Rice University Paper: End 'Stem Cell Tourism'
Houston, TX – The continued marketing and use of experimental stem cell-based interventions inside and outside the United States is problematic and unsustainable, according to a new paper by science policy and bioethics experts at Rice University's Baker Institute for Public Policy and Wake Forest University. Disillusioned patients, tired of waiting for the cures they were promised, are seeking unproven stem cell-based treatments that are causing more harm than good, said the experts, who argue that public policy is needed to reduce this form of “stem cell tourism.”

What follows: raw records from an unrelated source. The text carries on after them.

//! Remote-service backend: one synthesis request per paragraph, played as a
//! single clip.
//!
//! The service reports no word timing, so the backend only emits ready,
//! paragraph end and error. The request runs on the tokio runtime; playback
//! goes through an [`AudioPlayer`].

use super::{EventEmitter, SpeakRequest, SpeechBackend, VoiceParams};
use crate::audio::{AudioClip, AudioPlayer};
use crate::defaults;
use crate::error::{ReadAloudError, Result};
use async_trait::async_trait;
use std::sync::{Arc, Mutex, MutexGuard, PoisonError};
use std::time::Duration;
use tokio::runtime::Handle;
use tokio::task::JoinHandle;

/// Client for a text-to-speech HTTP service.
#[async_trait]
pub trait SynthesisClient: Send + Sync {
    /// Short service name for logs and errors.
    fn service(&self) -> &'static str;

    /// Synthesize `text` into one complete audio clip.
    async fn synthesize(&self, text: &str, voice: &VoiceParams) -> Result<AudioClip>;
}

/// Turn a service response into a clip, mapping non-success statuses.
#[cfg(feature = "remote")]
pub(crate) async fn read_clip(response: reqwest::Response) -> Result<AudioClip> {
    let status = response.status();
    if !status.is_success() {
        let body = response.text().await.unwrap_or_default();
        return Err(ReadAloudError::ServiceStatus {
            status: status.as_u16(),
            message: if body.trim().is_empty() {
                status
                    .canonical_reason()
                    .unwrap_or("unknown status")
                    .to_string()
            } else {
                body.trim().to_string()
            },
        });
    }

    let content_type = response
        .headers()
        .get(reqwest::header::CONTENT_TYPE)
        .and_then(|v| v.to_str().ok())
        .map(str::to_string);
    let bytes = response.bytes().await.map_err(request_error)?;
    Ok(AudioClip::new(bytes.to_vec(), content_type))
}

#[cfg(feature = "remote")]
pub(crate) fn request_error(error: reqwest::Error) -> ReadAloudError {
    let message = if error.is_timeout() {
        format!("timed out: {error}")
    } else {
        error.to_string()
    };
    ReadAloudError::Request { message }
}

#[cfg(feature = "remote")]
pub(crate) fn http_client(timeout: Option<Duration>) -> Result<reqwest::Client> {
    let mut builder = reqwest::Client::builder();
    if let Some(timeout) = timeout {
        builder = builder.timeout(timeout);
    }
    builder.build().map_err(|e| ReadAloudError::Request {
        message: format!("failed to build HTTP client: {e}"),
    })
}

struct ActiveRequest {
    emitter: EventEmitter,
    task: JoinHandle<()>,
}

/// Backend over a [`SynthesisClient`].
pub struct RemoteBackend {
    client: Arc<dyn SynthesisClient>,
    player: Arc<dyn AudioPlayer>,
    runtime: Handle,
    active: Option<ActiveRequest>,
}

impl RemoteBackend {
    pub fn new(client: Arc<dyn SynthesisClient>, player: Arc<dyn AudioPlayer>, runtime: Handle) -> Self {
        Self {
            client,
            player,
            runtime,
            active: None,
        }
    }
}

impl SpeechBackend for RemoteBackend {
    fn name(&self) -> &'static str {
        self.client.service()
    }

    fn has_word_boundaries(&self) -> bool {
        false
    }

    fn speak(&mut self, request: SpeakRequest, emitter: EventEmitter) -> Result<()> {
        self.cancel();

        let client = self.client.clone();
        let player = self.player.clone();
        let events = emitter.clone();
        let task = self.runtime.spawn(async move {
            let clip = match client.synthesize(&request.text, &request.voice).await {
                Ok(clip) => clip,
                Err(e) => {
                    events.error(e.into());
                    return;
                }
            };

            player.set_volume(request.voice.volume);
            // Starting playback and closing the emitter are mutually
            // exclusive, so a cancelled request never starts sounding.
            let duration = match events.run_if_open(|| player.play(clip)) {
                None => return,
                Some(Err(e)) => {
                    events.error(e.into());
                    return;
                }
                Some(Ok(duration)) => duration,
            };
            events.ready(duration);

            let poll_interval = Duration::from_millis(defaults::FRAME_INTERVAL_MS);
            while !events.is_closed() && !player.is_finished() {
                tokio::time::sleep(poll_interval).await;
            }
            events.paragraph_end();
        });

        self.active = Some(ActiveRequest { emitter, task });
        Ok(())
    }

    fn pause(&mut self) {
        if !self.player.is_paused() {
            self.player.pause();
        }
    }

    fn resume(&mut self) {
        if self.player.is_paused() {
            self.player.resume();
        }
    }

    fn cancel(&mut self) {
        if let Some(active) = self.active.take() {
            active.emitter.close();
            active.task.abort();
        }
        self.player.stop();
    }

    fn is_speaking(&self) -> bool {
        let pending = self
            .active
            .as_ref()
            .is_some_and(|active| !active.task.is_finished());
        pending || !self.player.is_finished()
    }

    fn is_paused(&self) -> bool {
        self.player.is_paused()
    }
}

impl Drop for RemoteBackend {
    fn drop(&mut self) {
        self.cancel();
    }
}

#[derive(Debug, Default)]
struct MockClientState {
    requests: Vec<(String, VoiceParams)>,
}

/// Mock synthesis client for testing.
#[derive(Debug, Clone)]
pub struct MockSynthesisClient {
    state: Arc<Mutex<MockClientState>>,
    clip: AudioClip,
    delay: Option<Duration>,
    failure: Option<(u16, String)>,
}

impl MockSynthesisClient {
    pub fn new() -> Self {
        Self {
            state: Arc::new(Mutex::new(MockClientState::default())),
            clip: AudioClip::new(vec![0u8; 64], Some("audio/mpeg".to_string())),
            delay: None,
            failure: None,
        }
    }

    /// Configure a delay before every response
    pub fn with_delay(mut self, delay: Duration) -> Self {
        self.delay = Some(delay);
        self
    }

    /// Configure the mock to answer every request with an error status
    pub fn with_status_failure(mut self, status: u16, message: &str) -> Self {
        self.failure = Some((status, message.to_string()));
        self
    }

    fn state(&self) -> MutexGuard<'_, MockClientState> {
        self.state.lock().unwrap_or_else(PoisonError::into_inner)
    }

    /// Texts requested so far, in order.
    pub fn requested_texts(&self) -> Vec<String> {
        self.state().requests.iter().map(|(t, _)| t.clone()).collect()
    }

    pub fn request_count(&self) -> usize {
        self.state().requests.len()
    }
}

impl Default for MockSynthesisClient {
    fn default() -> Self {
        Self::new()
    }
}

#[async_trait]
impl SynthesisClient for MockSynthesisClient {
    fn service(&self) -> &'static str {
        "mock-service"
    }

    async fn synthesize(&self, text: &str, voice: &VoiceParams) -> Result<AudioClip> {
        self.state()
            .requests
            .push((text.to_string(), voice.clone()));
        if let Some(delay) = self.delay {
            tokio::time::sleep(delay).await;
        }
        match &self.failure {
            Some((status, message)) => Err(ReadAloudError::ServiceStatus {
                status: *status,
                message: message.clone(),
            }),
            None => Ok(self.clip.clone()),
        }
    }
}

The paper, “Unproven Stem Cell-based Interventions and Achieving a Compromise Policy Among the Multiple Stakeholders,” was co-authored by Kirstin Matthews, a lecturer in natural sciences at Rice and fellow in science and technology policy at the Baker Institute, and Ana Iltis, a professor of philosophy and director of Wake Forest’s Center for Bioethics, Health and Society. It was published online in the journal BMC Medical Ethics.
“The current landscape of stem cell tourism should prompt a re-evaluation of current approaches to study cell-based interventions with respect to the design, initiation and conduct of U.S. clinical trials,” the authors wrote. “Stakeholders, including scientists, clinicians, regulators and patient advocates, need to work together to find a compromise to keep patients in the U.S. and within the clinical-trial process.”